Dr. Bernstein is currently the Bingham Chair in Gastroenterology Research, the Section Head of Gastroenterology at the University of Manitoba, and Director of the University of Manitoba Inflammatory Bowel Disease Clinical and Research Centre, which he had led since 1994. This Centre has allowed for some of the most thorough population studies ever done in this field. One major project was the Manitoba IBD Cohort Study (a CIHR funded study), which followed approximately 350 patients for 10 years and is still ongoing, providing data describing predictors of outcomes: how IBD will evolve in certain scenarios and what determines disease outcomes. Other studies have examined the effects IBD has on bones, found links between IBD and asthma, and one study has recently homed in what could be a possible IBD-causing bacterium. His students, colleagues and collaborators throughout the world respect his vast expertise. He has published extensively in well-known specialty journals and has been an invited lecturer locally, nationally and internationally.

 

Dr. Diana Brydon, department of English, film and theatre

Dr. Diana Brydon

Dr. Diana Brydon

Dr. Brydon is a Canada Research Chair in Globalization and Cultural Studies and an internationally acclaimed literary critic known for her multifaceted and groundbreaking contributions to postcolonial literary and cultural studies.

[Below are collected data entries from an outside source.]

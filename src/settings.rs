//! Game settings and rulesets
//!
//! Loaded from JSON; every field falls back to the classic ruleset.

use std::path::Path;

use serde::{Deserialize, Serialize};

use crate::consts::*;
use crate::sim::error::ConfigError;
use crate::sim::rank::{RankSpec, RankTable, fruit_ranks};
use crate::sim::spawn::SpawnSelector;

/// What a merge of two terminal-rank pieces produces
#[derive(Debug, Clone, Copy, PartialEq, Eq, Default, Serialize, Deserialize)]
#[serde(rename_all = "snake_case")]
pub enum TerminalMerge {
    /// Both pieces disappear; the merge only banks points
    #[default]
    Vanish,
    /// A fresh terminal-rank piece replaces the pair
    Clamp,
}

/// Merge and spawn rules
#[derive(Debug, Clone, PartialEq, Serialize, Deserialize)]
#[serde(default)]
pub struct Ruleset {
    /// Top ranks that can only be reached by merging
    pub reserved_top_ranks: usize,
    pub terminal_merge: TerminalMerge,
    /// Consecutive steps a piece may sit above the top line before the game
    /// ends (0 ends it on the first step)
    pub game_over_grace_steps: u32,
}

impl Default for Ruleset {
    fn default() -> Self {
        Self {
            reserved_top_ranks: 0,
            terminal_merge: TerminalMerge::Vanish,
            game_over_grace_steps: 0,
        }
    }
}

impl Ruleset {
    /// Variant that keeps the three largest ranks out of the spawner
    pub fn merge_only_top() -> Self {
        Self {
            reserved_top_ranks: 3,
            ..Self::default()
        }
    }
}

/// Play-field geometry (screen coordinates, y grows downward)
#[derive(Debug, Clone, Copy, PartialEq, Serialize, Deserialize)]
#[serde(default)]
pub struct FieldConfig {
    pub width: f32,
    pub height: f32,
    /// Pieces above this line end the game; also the default drop height
    pub top: f32,
    pub wall_thickness: f32,
}

impl Default for FieldConfig {
    fn default() -> Self {
        Self {
            width: FIELD_WIDTH,
            height: FIELD_HEIGHT,
            top: FIELD_TOP,
            wall_thickness: WALL_THICKNESS,
        }
    }
}

impl FieldConfig {
    /// Inner face of the left wall
    pub fn inner_left(&self) -> f32 {
        self.wall_thickness / 2.0
    }

    /// Inner face of the right wall
    pub fn inner_right(&self) -> f32 {
        self.width - self.wall_thickness / 2.0
    }

    /// Keep a circle of `radius` centered at `x` between the walls
    pub fn clamp_x(&self, x: f32, radius: f32) -> f32 {
        let lo = self.inner_left() + radius;
        let hi = self.inner_right() - radius;
        if lo > hi {
            // Piece wider than the field: center it
            return self.width / 2.0;
        }
        if x.is_nan() {
            return self.width / 2.0;
        }
        x.clamp(lo, hi)
    }

    fn validate(&self) -> Result<(), ConfigError> {
        if !(self.width.is_finite() && self.width > 0.0) {
            return Err(ConfigError::InvalidField("width must be positive"));
        }
        if !(self.height.is_finite() && self.height > 0.0) {
            return Err(ConfigError::InvalidField("height must be positive"));
        }
        if !(self.wall_thickness.is_finite() && self.wall_thickness >= 0.0) {
            return Err(ConfigError::InvalidField("wall thickness must not be negative"));
        }
        if self.wall_thickness >= self.width {
            return Err(ConfigError::InvalidField("walls leave no room"));
        }
        if !self.top.is_finite() || self.top >= self.height {
            return Err(ConfigError::InvalidField("top line must lie inside the field"));
        }
        Ok(())
    }
}

/// Physical properties of dropped pieces
#[derive(Debug, Clone, Copy, PartialEq, Serialize, Deserialize)]
#[serde(default)]
pub struct MaterialConfig {
    pub friction: f32,
    pub restitution: f32,
}

impl Default for MaterialConfig {
    fn default() -> Self {
        Self {
            friction: PIECE_FRICTION,
            restitution: PIECE_RESTITUTION,
        }
    }
}

/// Complete game configuration
#[derive(Debug, Clone, PartialEq, Serialize, Deserialize)]
#[serde(default)]
pub struct Settings {
    pub ruleset: Ruleset,
    pub field: FieldConfig,
    pub material: MaterialConfig,
    /// Downward gravity handed to the physics world
    pub gravity_y: f32,
    /// Merge ladder, smallest first
    pub ranks: Vec<RankSpec>,
}

impl Default for Settings {
    fn default() -> Self {
        Self {
            ruleset: Ruleset::default(),
            field: FieldConfig::default(),
            material: MaterialConfig::default(),
            gravity_y: GRAVITY_Y,
            ranks: fruit_ranks(),
        }
    }
}

impl Settings {
    /// Classic ladder with the top three ranks kept merge-only
    pub fn alternate() -> Self {
        Self {
            ruleset: Ruleset::merge_only_top(),
            ..Self::default()
        }
    }

    /// Parse and validate settings from JSON text
    pub fn from_json(json: &str) -> Result<Self, ConfigError> {
        let settings: Self = serde_json::from_str(json)?;
        settings.validate()?;
        Ok(settings)
    }

    /// Load and validate settings from a JSON file
    pub fn load(path: impl AsRef<Path>) -> Result<Self, ConfigError> {
        let path = path.as_ref();
        let json = std::fs::read_to_string(path)?;
        let settings = Self::from_json(&json)?;
        log::info!(
            "Loaded settings from {} ({} ranks, {} reserved)",
            path.display(),
            settings.ranks.len(),
            settings.ruleset.reserved_top_ranks
        );
        Ok(settings)
    }

    pub fn to_json(&self) -> Result<String, ConfigError> {
        Ok(serde_json::to_string_pretty(self)?)
    }

    /// Build the rank table described by these settings
    pub fn rank_table(&self) -> Result<RankTable, ConfigError> {
        RankTable::new(self.ranks.clone())
    }

    /// Check everything that could make a game impossible to start
    pub fn validate(&self) -> Result<(), ConfigError> {
        self.field.validate()?;
        let table = self.rank_table()?;
        SpawnSelector::new(&table, self.ruleset.reserved_top_ranks)?;
        Ok(())
    }
}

Through her research at the University of Manitoba’s Centre for Globalization and Cultural Studies, which she directs, Dr. Brydon assesses and develops ways in which research into globalization and the analysis of cultural practices can contribute to furthering trans-cultural understanding and interdisciplinary collaboration to address some of the challenges posed by globalization. Many common sense views of globalization are not supported by the evidence. By drawing on humanities and social sciences methods and perspectives, Dr. Brydon examines globalization and what it means for Canadian culture and Canada’s place within a changing world system.

She has a strong record of bringing people together in collective projects that are shifting the terrain of knowledge production within interdisciplinary and transnational projects. Elected a Fellow of the Royal Society of Canada in 2008, she has published nine books, three special journal issues, 46 refereed articles, 38 book chapters, six chapters in refereed conference proceedings, and 53 book reviews. Her work has been translated into Chinese, Polish, and Portuguese.